5. Dieses Ergebnis wäre aber nicht mehr gerechtfertigt, wenn sich tatsächlich - wie von der Klägerin behauptet - schon in der Vergangenheit in älteren U-Bahnstationen mit bauartbedingten größeren Spaltbreiten ähnliche Vorfälle ereignet haben vergleiche 2 Ob 262/03y = ZVR 2005/34). War nämlich die Gefahr des Abrutschens aufgrund vergleichbarer Vorfälle in der Vergangenheit für die verkehrssicherungspflichtige Betriebsunternehmerin erkennbar, wären zusätzliche Sicherungsmaßnahmen in zumutbarem Ausmaß (wie sie auch in der Folge veranlasst wurden) indiziert gewesen. Zu diesem Thema hat das Erstgericht aber keine ausreichend konkreten Feststellungen getroffen, welche eine rechtliche Wertung, ob es sich dabei um vergleichbare oder ähnliche, zu weiteren Sicherungsmaßnahmen verpflichtende Vorfälle handelte, zuließen. Wirft die Revision in diesem Zusammenhang dem Berufungsgericht einen Verfahrensmangel durch Nichtübernahme erstinstanzlicher Feststellungen vor, sind diese Ausführungen als Geltendmachung sekundärer Verfahrensmängel inhaltlich der rechtlichen Beurteilung und nicht dem Revisionsgrund der Mangelhaftigkeit zuzuordnen. Die vorinstanzlichen Entscheidungen waren somit im spruchgemäßen Umfang aufzuheben.

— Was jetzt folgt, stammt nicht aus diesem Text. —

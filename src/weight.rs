/*!
 * Weight adaptor bridging a pair scorer into the cost function an aligner
 * consumes.
 *
 * The adaptor is the capability-bound callable of the pipeline: it holds an
 * immutable scorer reference and exposes a single two-argument scoring
 * operation over normalized items.
 */

use std::sync::Arc;

use crate::document::NormalizedItem;
use crate::errors::ScorerError;
use crate::scorers::{ComparisonRecord, PairScorer};

/// Pairwise cost function handed to an aligner
///
/// Implementations must be safe to call concurrently when the alignment
/// service is shared across threads.
pub trait PairWeight: Send + Sync {
    /// Cost of pairing one source item with one target item
    fn weight(&self, source: &NormalizedItem, target: &NormalizedItem) -> Result<f64, ScorerError>;
}

/// A [`PairWeight`] backed by a pair scorer.
///
/// For every compared pair it computes the positional distance, builds a
/// fresh [`ComparisonRecord`], queries the scorer and extracts the element at
/// row 0, column 0 of the returned matrix. Nothing is cached; repeated calls
/// re-query the scorer.
#[derive(Debug, Clone)]
pub struct ScorerWeight {
    /// The bound scorer
    scorer: Arc<dyn PairScorer>,
}

impl ScorerWeight {
    /// Bind a scorer into a weight function
    pub fn new(scorer: Arc<dyn PairScorer>) -> Self {
        Self { scorer }
    }
}

impl PairWeight for ScorerWeight {
    fn weight(&self, source: &NormalizedItem, target: &NormalizedItem) -> Result<f64, ScorerError> {
        let distance = (source.position - target.position).abs();
        let record = ComparisonRecord::new(&source.unit, &target.unit, distance);
        let scores = self.scorer.score(&record)?;
        scores.get(0, 0).ok_or(ScorerError::EmptyScore)
    }
}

Das Erstgericht wird im fortgesetzten Verfahren jene Vorfälle, die sich nach dem Vorbringen der Klägerin im Zusammenhang mit dem Abrutschen von Fahrgästen in derartige Spaltbreiten ereignet haben, konkret zu beschreiben haben. Um das Kriterium der „Vergleichbarkeit" oder „Ähnlichkeit" derartiger Ereignisse mit dem Unfall der Klägerin zu erfüllen, kann es entgegen dem Vorbringen der Beklagten nicht auf die Übereinstimmung sämtlicher Details des Unfallherganges ankommen, etwa ob Kinder oder von Statur und Alter her mit der Klägerin vergleichbare Erwachsene betroffen waren oder sich der Unfall beim Ein- oder Aussteigen ereignet hat.

Die Kostenentscheidung gründet sich auf Paragraph 52, ZPO.